Assigned task
Give back each line of the data exactly.

--- Recorded information Enclosed Below ---

//! Image staging: turns user-selected files into inline data URIs that serve
//! both as previews and as the stored image urls.

use std::path::Path;

use anyhow::Context;
use base64::{engine::general_purpose::STANDARD, Engine as _};
use futures::future::join_all;
use shared::{
    protocol::Notice,
    rules::{is_image_type, MAX_FILE_SIZE_BYTES, MAX_IMAGES},
};
use thiserror::Error;
use tracing::{debug, warn};

/// A file offered for inclusion, as a browser or file picker would hand it
/// over.
#[derive(Debug, Clone, PartialEq, Eq)]
pub struct ImageFile {
    pub name: String,
    pub declared_type: String,
    pub bytes: Vec<u8>,
}

impl ImageFile {
    pub fn new(name: impl Into<String>, declared_type: impl Into<String>, bytes: Vec<u8>) -> Self {
        Self {
            name: name.into(),
            declared_type: declared_type.into(),
            bytes,
        }
    }

    /// Reads a local file, declaring its type from the extension.
    pub async fn from_path(path: &Path) -> anyhow::Result<Self> {
        let bytes = tokio::fs::read(path)
            .await
            .with_context(|| format!("failed to read image '{}'", path.display()))?;
        let name = path
            .file_name()
            .map(|n| n.to_string_lossy().into_owned())
            .unwrap_or_else(|| path.display().to_string());
        let declared_type = mime_guess::from_path(path)
            .first()
            .map(|mime| mime.essence_str().to_string())
            .unwrap_or_default();
        Ok(Self {
            name,
            declared_type,
            bytes,
        })
    }

    pub fn size(&self) -> usize {
        self.bytes.len()
    }

    /// The declared type, or a guess from the file name when none was
    /// declared.
    pub fn effective_type(&self) -> String {
        let declared = self.declared_type.trim();
        if !declared.is_empty() {
            return declared.to_ascii_lowercase();
        }
        mime_guess::from_path(&self.name)
            .first()
            .map(|mime| mime.essence_str().to_string())
            .unwrap_or_default()
    }
}

#[derive(Debug, Clone, PartialEq, Eq)]
pub struct StagedImage {
    pub name: String,
    pub mime_type: String,
    pub size_bytes: usize,
    pub data_uri: String,
}

#[derive(Debug, Clone, PartialEq, Eq, Error)]
pub enum StagingRejection {
    #[error("Maximum {max} images allowed.")]
    LimitReached { name: String, max: usize },
    #[error("Image \"{name}\" exceeds {max_mb}MB.")]
    TooLarge {
        name: String,
        size_bytes: usize,
        max_mb: usize,
    },
    #[error("\"{name}\" is not a valid image type.")]
    NotAnImage { name: String, declared_type: String },
    #[error("\"{name}\" could not be read: {reason}")]
    EncodeFailed { name: String, reason: String },
}

impl StagingRejection {
    pub fn file_name(&self) -> &str {
        match self {
            StagingRejection::LimitReached { name, .. }
            | StagingRejection::TooLarge { name, .. }
            | StagingRejection::NotAnImage { name, .. }
            | StagingRejection::EncodeFailed { name, .. } => name,
        }
    }

    fn title(&self) -> &'static str {
        match self {
            StagingRejection::LimitReached { .. } => "Image Limit Reached",
            StagingRejection::TooLarge { .. } => "File Too Large",
            StagingRejection::NotAnImage { .. } => "Invalid File Type",
            StagingRejection::EncodeFailed { .. } => "Could Not Read Image",
        }
    }

    pub fn notice(&self) -> Notice {
        Notice::destructive(self.title(), self.to_string())
    }
}

/// Outcome of one selection batch. Rejections never abort the batch.
#[derive(Debug, Clone, Default, PartialEq, Eq)]
pub struct StagingReport {
    pub accepted: Vec<String>,
    pub rejections: Vec<StagingRejection>,
    pub notices: Vec<Notice>,
}

impl StagingReport {
    fn reject(&mut self, rejection: StagingRejection) {
        let repeated_limit = matches!(rejection, StagingRejection::LimitReached { .. })
            && self
                .rejections
                .iter()
                .any(|r| matches!(r, StagingRejection::LimitReached { .. }));
        if !repeated_limit {
            self.notices.push(rejection.notice());
        }
        warn!(file = rejection.file_name(), reason = %rejection, "image rejected");
        self.rejections.push(rejection);
    }
}

/// Ordered list of staged images. The image count cap applies across
/// batches.
#[derive(Debug, Clone)]
pub struct ImageStager {
    staged: Vec<StagedImage>,
    max_images: usize,
    max_file_size: usize,
}

impl Default for ImageStager {
    fn default() -> Self {
        Self::with_limits(MAX_IMAGES, MAX_FILE_SIZE_BYTES)
    }
}

impl ImageStager {
    pub fn new() -> Self {
        Self::default()
    }

    pub fn with_limits(max_images: usize, max_file_size: usize) -> Self {
        Self {
            staged: Vec::new(),
            max_images,
            max_file_size,
        }
    }

    pub fn staged(&self) -> &[StagedImage] {
        &self.staged
    }

    pub fn len(&self) -> usize {
        self.staged.len()
    }

    pub fn is_empty(&self) -> bool {
        self.staged.is_empty()
    }

    pub fn is_full(&self) -> bool {
        self.staged.len() >= self.max_images
    }

    pub fn remaining(&self) -> usize {
        self.max_images.saturating_sub(self.staged.len())
    }

    pub fn image_urls(&self) -> Vec<String> {
        self.staged.iter().map(|s| s.data_uri.clone()).collect()
    }

    /// Removes the image at `index`; out-of-range indices are ignored.
    pub fn remove(&mut self, index: usize) -> Option<StagedImage> {
        if index < self.staged.len() {
            Some(self.staged.remove(index))
        } else {
            None
        }
    }

    pub fn clear(&mut self) {
        self.staged.clear();
    }

    /// Screens a batch, encodes the accepted files concurrently and appends
    /// them in selection order.
    pub async fn stage(&mut self, files: Vec<ImageFile>) -> StagingReport {
        let mut report = StagingReport::default();
        let mut pending = Vec::new();

        for file in files {
            if self.staged.len() + pending.len() >= self.max_images {
                report.reject(StagingRejection::LimitReached {
                    name: file.name,
                    max: self.max_images,
                });
                continue;
            }
            if file.size() > self.max_file_size {
                report.reject(StagingRejection::TooLarge {
                    size_bytes: file.size(),
                    name: file.name,
                    max_mb: self.max_file_size / (1024 * 1024),
                });
                continue;
            }
            let mime_type = file.effective_type();
            if !is_image_type(&mime_type) {
                report.reject(StagingRejection::NotAnImage {
                    name: file.name,
                    declared_type: file.declared_type,
                });
                continue;
            }
            pending.push((file, mime_type));
        }

        let encoded = join_all(
            pending
                .into_iter()
                .map(|(file, mime_type)| encode(file, mime_type)),
        )
        .await;

        for result in encoded {
            match result {
                Ok(image) => {
                    debug!(file = %image.name, size_bytes = image.size_bytes, "image staged");
                    report.accepted.push(image.name.clone());
                    self.staged.push(image);
                }
                Err(rejection) => report.reject(rejection),
            }
        }

        report
    }
}

pub fn data_uri(mime_type: &str, bytes: &[u8]) -> String {
    format!("data:{mime_type};base64,{}", STANDARD.encode(bytes))
}

async fn encode(file: ImageFile, mime_type: String) -> Result<StagedImage, StagingRejection> {
    let name = file.name.clone();
    tokio::task::spawn_blocking(move || StagedImage {
        size_bytes: file.bytes.len(),
        data_uri: data_uri(&mime_type, &file.bytes),
        name: file.name,
        mime_type,
    })
    .await
    .map_err(|err| StagingRejection::EncodeFailed {
        name,
        reason: err.to_string(),
    })
}

#[cfg(test)]
#[path = "tests/staging_tests.rs"]
mod tests;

--- End of Enclosed Recorded information ---

Response to this task
//! Image staging: turns user-selected files into inline data URIs that serve
//! both as previews and as the stored image urls.

use std::path::Path;

use anyhow::Context;
use base64::{engine::general_purpose::STANDARD, Engine as _};
use futures::future::join_all;
use shared::{
    protocol::Notice,
    rules::{is_image_type, MAX_FILE_SIZE_BYTES, MAX_IMAGES},
};
use thiserror::Error;
use tracing::{debug, warn};

/// A file offered for inclusion, as a browser or file picker would hand it
/// over.
#[derive(Debug, Clone, PartialEq, Eq)]
pub struct ImageFile {
    pub name: String,
    pub declared_type: String,
    pub bytes: Vec<u8>,
}

impl ImageFile {
    pub fn new(name: impl Into<String>, declared_type: impl Into<String>, bytes: Vec<u8>) -> Self {
        Self {
            name: name.into(),
            declared_type: declared_type.into(),
            bytes,
        }
    }

    /// Reads a local file, declaring its type from the extension.
    pub async fn from_path(path: &Path) -> anyhow::Result<Self> {
        let bytes = tokio::fs::read(path)
            .await
            .with_context(|| format!("failed to read image '{}'", path.display()))?;
        let name = path
            .file_name()
            .map(|n| n.to_string_lossy().into_owned())
            .unwrap_or_else(|| path.display().to_string());
        let declared_type = mime_guess::from_path(path)
            .first()
            .map(|mime| mime.essence_str().to_string())
            .unwrap_or_default();
        Ok(Self {
            name,
            declared_type,
            bytes,
        })
    }

    pub fn size(&self) -> usize {
        self.bytes.len()
    }

    /// The declared type, or a guess from the file name when none was
    /// declared.
    pub fn effective_type(&self) -> String {
        let declared = self.declared_type.trim();
        if !declared.is_empty() {
            return declared.to_ascii_lowercase();
        }
        mime_guess::from_path(&self.name)
            .first()
            .map(|mime| mime.essence_str().to_string())
            .unwrap_or_default()
    }
}

#[derive(Debug, Clone, PartialEq, Eq)]
pub struct StagedImage {
    pub name: String,
    pub mime_type: String,
    pub size_bytes: usize,
    pub data_uri: String,
}

#[derive(Debug, Clone, PartialEq, Eq, Error)]
pub enum StagingRejection {
    #[error("Maximum {max} images allowed.")]
    LimitReached { name: String, max: usize },
    #[error("Image \"{name}\" exceeds {max_mb}MB.")]
    TooLarge {
        name: String,
        size_bytes: usize,
        max_mb: usize,
    },
    #[error("\"{name}\" is not a valid image type.")]
    NotAnImage { name: String, declared_type: String },
    #[error("\"{name}\" could not be read: {reason}")]
    EncodeFailed { name: String, reason: String },
}

impl StagingRejection {
    pub fn file_name(&self) -> &str {
        match self {
            StagingRejection::LimitReached { name, .. }
            | StagingRejection::TooLarge { name, .. }
            | StagingRejection::NotAnImage { name, .. }
            | StagingRejection::EncodeFailed { name, .. } => name,
        }
    }

    fn title(&self) -> &'static str {
        match self {
            StagingRejection::LimitReached { .. } => "Image Limit Reached",
            StagingRejection::TooLarge { .. } => "File Too Large",
            StagingRejection::NotAnImage { .. } => "Invalid File Type",
            StagingRejection::EncodeFailed { .. } => "Could Not Read Image",
        }
    }

    pub fn notice(&self) -> Notice {
        Notice::destructive(self.title(), self.to_string())
    }
}

/// Outcome of one selection batch. Rejections never abort the batch.
#[derive(Debug, Clone, Default, PartialEq, Eq)]
pub struct StagingReport {
    pub accepted: Vec<String>,
    pub rejections: Vec<StagingRejection>,
    pub notices: Vec<Notice>,
}

impl StagingReport {
    fn reject(&mut self, rejection: StagingRejection) {
        let repeated_limit = matches!(rejection, StagingRejection::LimitReached { .. })
            && self
                .rejections
                .iter()
                .any(|r| matches!(r, StagingRejection::LimitReached { .. }));
        if !repeated_limit {
            self.notices.push(rejection.notice());
        }
        warn!(file = rejection.file_name(), reason = %rejection, "image rejected");
        self.rejections.push(rejection);
    }
}

/// Ordered list of staged images. The image count cap applies across
/// batches.
#[derive(Debug, Clone)]
pub struct ImageStager {
    staged: Vec<StagedImage>,
    max_images: usize,
    max_file_size: usize,
}

impl Default for ImageStager {
    fn default() -> Self {
        Self::with_limits(MAX_IMAGES, MAX_FILE_SIZE_BYTES)
    }
}

impl ImageStager {
    pub fn new() -> Self {
        Self::default()
    }

    pub fn with_limits(max_images: usize, max_file_size: usize) -> Self {
        Self {
            staged: Vec::new(),
            max_images,
            max_file_size,
        }
    }

    pub fn staged(&self) -> &[StagedImage] {
        &self.staged
    }

    pub fn len(&self) -> usize {
        self.staged.len()
    }

    pub fn is_empty(&self) -> bool {
        self.staged.is_empty()
    }

    pub fn is_full(&self) -> bool {
        self.staged.len() >= self.max_images
    }

    pub fn remaining(&self) -> usize {
        self.max_images.saturating_sub(self.staged.len())
    }

    pub fn image_urls(&self) -> Vec<String> {
        self.staged.iter().map(|s| s.data_uri.clone()).collect()
    }

    /// Removes the image at `index`; out-of-range indices are ignored.
    pub fn remove(&mut self, index: usize) -> Option<StagedImage> {
        if index < self.staged.len() {
            Some(self.staged.remove(index))
        } else {
            None
        }
    }

    pub fn clear(&mut self) {
        self.staged.clear();
    }

    /// Screens a batch, encodes the accepted files concurrently and appends
    /// them in selection order.
    pub async fn stage(&mut self, files: Vec<ImageFile>) -> StagingReport {
        let mut report = StagingReport::default();
        let mut pending = Vec::new();

        for file in files {
            if self.staged.len() + pending.len() >= self.max_images {
                report.reject(StagingRejection::LimitReached {
                    name: file.name,
                    max: self.max_images,
                });
                continue;
            }
            if file.size() > self.max_file_size {
                report.reject(StagingRejection::TooLarge {
                    size_bytes: file.size(),
                    name: file.name,
                    max_mb: self.max_file_size / (1024 * 1024),
                });
                continue;
            }
            let mime_type = file.effective_type();
            if !is_image_type(&mime_type) {
                report.reject(StagingRejection::NotAnImage {
                    name: file.name,
                    declared_type: file.declared_type,
                });
                continue;
            }
            pending.push((file, mime_type));
        }

        let encoded = join_all(
            pending
                .into_iter()
                .map(|(file, mime_type)| encode(file, mime_type)),
        )
        .await;

        for result in encoded {
            match result {
                Ok(image) => {
                    debug!(file = %image.name, size_bytes = image.size_bytes, "image staged");
                    report.accepted.push(image.name.clone());
                    self.staged.push(image);
                }
                Err(rejection) => report.reject(rejection),
            }
        }

        report
    }
}

pub fn data_uri(mime_type: &str, bytes: &[u8]) -> String {
    format!("data:{mime_type};base64,{}", STANDARD.encode(bytes))
}

async fn encode(file: ImageFile, mime_type: String) -> Result<StagedImage, StagingRejection> {
    let name = file.name.clone();
    tokio::task::spawn_blocking(move || StagedImage {
        size_bytes: file.bytes.len(),
        data_uri: data_uri(&mime_type, &file.bytes),
        name: file.name,
        mime_type,
    })
    .await
    .map_err(|err| StagingRejection::EncodeFailed {
        name,
        reason: err.to_string(),
    })
}

#[cfg(test)]
#[path = "tests/staging_tests.rs"]
mod tests;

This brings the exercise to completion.